What a great response.

I agree that the response of laughter to an angry woman is mostly conditioning, or the fact that he, collectively, doesn't know how else to react.

Tilly's comment about how she felt about her experience reflects to me how much is wrong with the world. Tilly was right to be angry, and it's a shame she didn't feel she could express it.

All these posts seem to me to point to the fact that we'll never change a man's behavior until our sons are raised to know better, and that will be a long time coming.

So we have to change our own. The wife is Mac's post is probably just what Dawno supposed--afraid in some manner. Maybe she's afraid to acknowledge the truth of the situation because it would force her to give up her security. It's sad, and reminds me of a quote from Benjamin Franklin.

We had to not be that wife. We have to not fear societal reprisals because we think we should.

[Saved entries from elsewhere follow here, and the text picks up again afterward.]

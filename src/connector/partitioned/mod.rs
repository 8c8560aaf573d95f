// ==========================================
// 注入数据稳定性核对 - Presto (Hive) 分区引擎连接
// ==========================================
// 流程: 打开(探测协调节点) -> 发现分区表 -> 每个 (表 × 产品类型) 一次查询
// 查询: 产品类型精确匹配 + 固定站点 + identifiers 包含 IP 前缀
// 红线: 同一产品类型的计数在所有表上求和后返回
// ==========================================

pub mod client;
pub mod discovery;

use crate::config::PartitionedCredentials;
use crate::connector::error::SourceResult;
use crate::connector::{log_query, log_result, non_negative, SourceConnection, SourceConnector};
use crate::domain::{ProductType, QueryWindow, SourceKind, TableHandle};
use std::time::Instant;

pub use client::{PrestoClient, PrestoStatement, PrestoValue};
pub use discovery::{discover_tables, TableCatalog};

/// 单表计数查询（表名为已发现的引用标识符,其余值参数绑定）
pub fn count_statement(
    table: &TableHandle,
    product_type: ProductType,
    window: &QueryWindow,
) -> PrestoStatement {
    let sql = format!(
        "SELECT count(DISTINCT product_id) AS amount FROM {} \
         WHERE product_type = ? AND site_id = 1 AND identifiers LIKE ?",
        table.quoted()
    );
    PrestoStatement::new(sql)
        .bind(PrestoValue::Integer(product_type.code()))
        .bind(PrestoValue::Varchar(format!("%{}%", window.ip_prefix())))
}

// ==========================================
// PartitionedConnector
// ==========================================
pub struct PartitionedConnector {
    credentials: PartitionedCredentials,
}

impl PartitionedConnector {
    pub fn new(credentials: PartitionedCredentials) -> Self {
        Self { credentials }
    }
}

impl SourceConnector for PartitionedConnector {
    fn kind(&self) -> SourceKind {
        SourceKind::PartitionedEngine
    }

    fn open(&self) -> SourceResult<Box<dyn SourceConnection + '_>> {
        let client = PrestoClient::from_credentials(&self.credentials)?;
        tracing::debug!(
            coordinator = %client.base_url(),
            catalog = %self.credentials.catalog,
            schema = %self.credentials.schema,
            "连接 Presto"
        );
        client.ping()?;

        Ok(Box::new(PartitionedConnection::new(client)))
    }
}

// ==========================================
// PartitionedConnection
// ==========================================
pub struct PartitionedConnection {
    client: PrestoClient,
    tables: Vec<TableHandle>,
}

impl PartitionedConnection {
    pub fn new(client: PrestoClient) -> Self {
        Self {
            client,
            tables: Vec::new(),
        }
    }

    /// 本次运行已发现的物理表
    pub fn tables(&self) -> &[TableHandle] {
        &self.tables
    }
}

impl SourceConnection for PartitionedConnection {
    fn prepare(&mut self, window: &QueryWindow) -> SourceResult<()> {
        self.tables = discover_tables(&mut self.client, window)?;
        Ok(())
    }

    fn execute_count(
        &mut self,
        product_type: ProductType,
        window: &QueryWindow,
    ) -> SourceResult<u64> {
        let mut amount = 0u64;

        for table in &self.tables {
            let statement = count_statement(table, product_type, window);
            log_query(SourceKind::PartitionedEngine, statement.sql(), &statement.params());

            let started = Instant::now();
            let value = self.client.query_count(&statement)?;
            let table_amount = non_negative(SourceKind::PartitionedEngine, value)?;

            log_result(
                SourceKind::PartitionedEngine,
                statement.sql(),
                product_type,
                Some(table.name()),
                table_amount,
                started.elapsed(),
            );
            amount += table_amount;
        }

        Ok(amount)
    }
}

impl Drop for PartitionedConnection {
    fn drop(&mut self) {
        tracing::debug!(source = %SourceKind::PartitionedEngine, "关闭连接");
    }
}

#[cfg(test)]
mod tests {
    use super::*;
    use chrono::NaiveDateTime;

    #[test]
    fn test_count_statement_quotes_table_and_binds_values() {
        let window = QueryWindow::new(
            NaiveDateTime::parse_from_str("2024-01-01 00:00:00", "%Y-%m-%d %H:%M:%S").unwrap(),
            "10.1",
        );
        let stmt = count_statement(
            &TableHandle::new("xdr_2024_01_01"),
            ProductType::new(5),
            &window,
        );

        assert!(stmt.sql().contains("FROM \"xdr_2024_01_01\""));
        assert!(stmt.sql().contains("site_id = 1"));
        assert!(!stmt.sql().contains("10.1"));
        assert_eq!(
            stmt.params(),
            &[
                PrestoValue::Integer(5),
                PrestoValue::Varchar("%10.1%".to_string())
            ]
        );
    }

    #[test]
    fn test_no_tables_counts_zero_without_queries() {
        let client = PrestoClient::new("http://127.0.0.1:1", "u", "hive", "default").unwrap();
        let mut connection = PartitionedConnection::new(client);
        let window = QueryWindow::new(
            NaiveDateTime::parse_from_str("2024-01-01 00:00:00", "%Y-%m-%d %H:%M:%S").unwrap(),
            "10.1",
        );
        assert!(connection.tables().is_empty());
        assert_eq!(connection.execute_count(ProductType::new(1), &window).unwrap(), 0);
    }
}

In my own life, I've met that wife, and she lets it go because she can't take care of herself or her kids alone, and that's the heart of it, I think, on a societal level.

If we could all take care of ourselves, we'd be more likely to reject offensive behavior because we'd know we don't have to put up with it.

Of my female family members, two of us can support ourselves in our current states. We're the most outspoken and least likely to tolerate idiocy from anyone. We don't need to be dependant.

If we all could take care of ourselves, I bet the world wouldn't feel the same, especially to young girls.

And Mac, maybe your POV comes from the fact that as a lesbian, you don't already rely on a man for anything, and so you have a clearer view.

Ms M said...

A kind of devlish response I know but if there is one thing that the British Nanny show can teach us, it's to get down on eye level, be dead serious, put on our authoritive voice and say "Your behaviour is not acceptable" (or "not asseptable" in her case). Now you must go into the naughty room and you can come out after you apologise.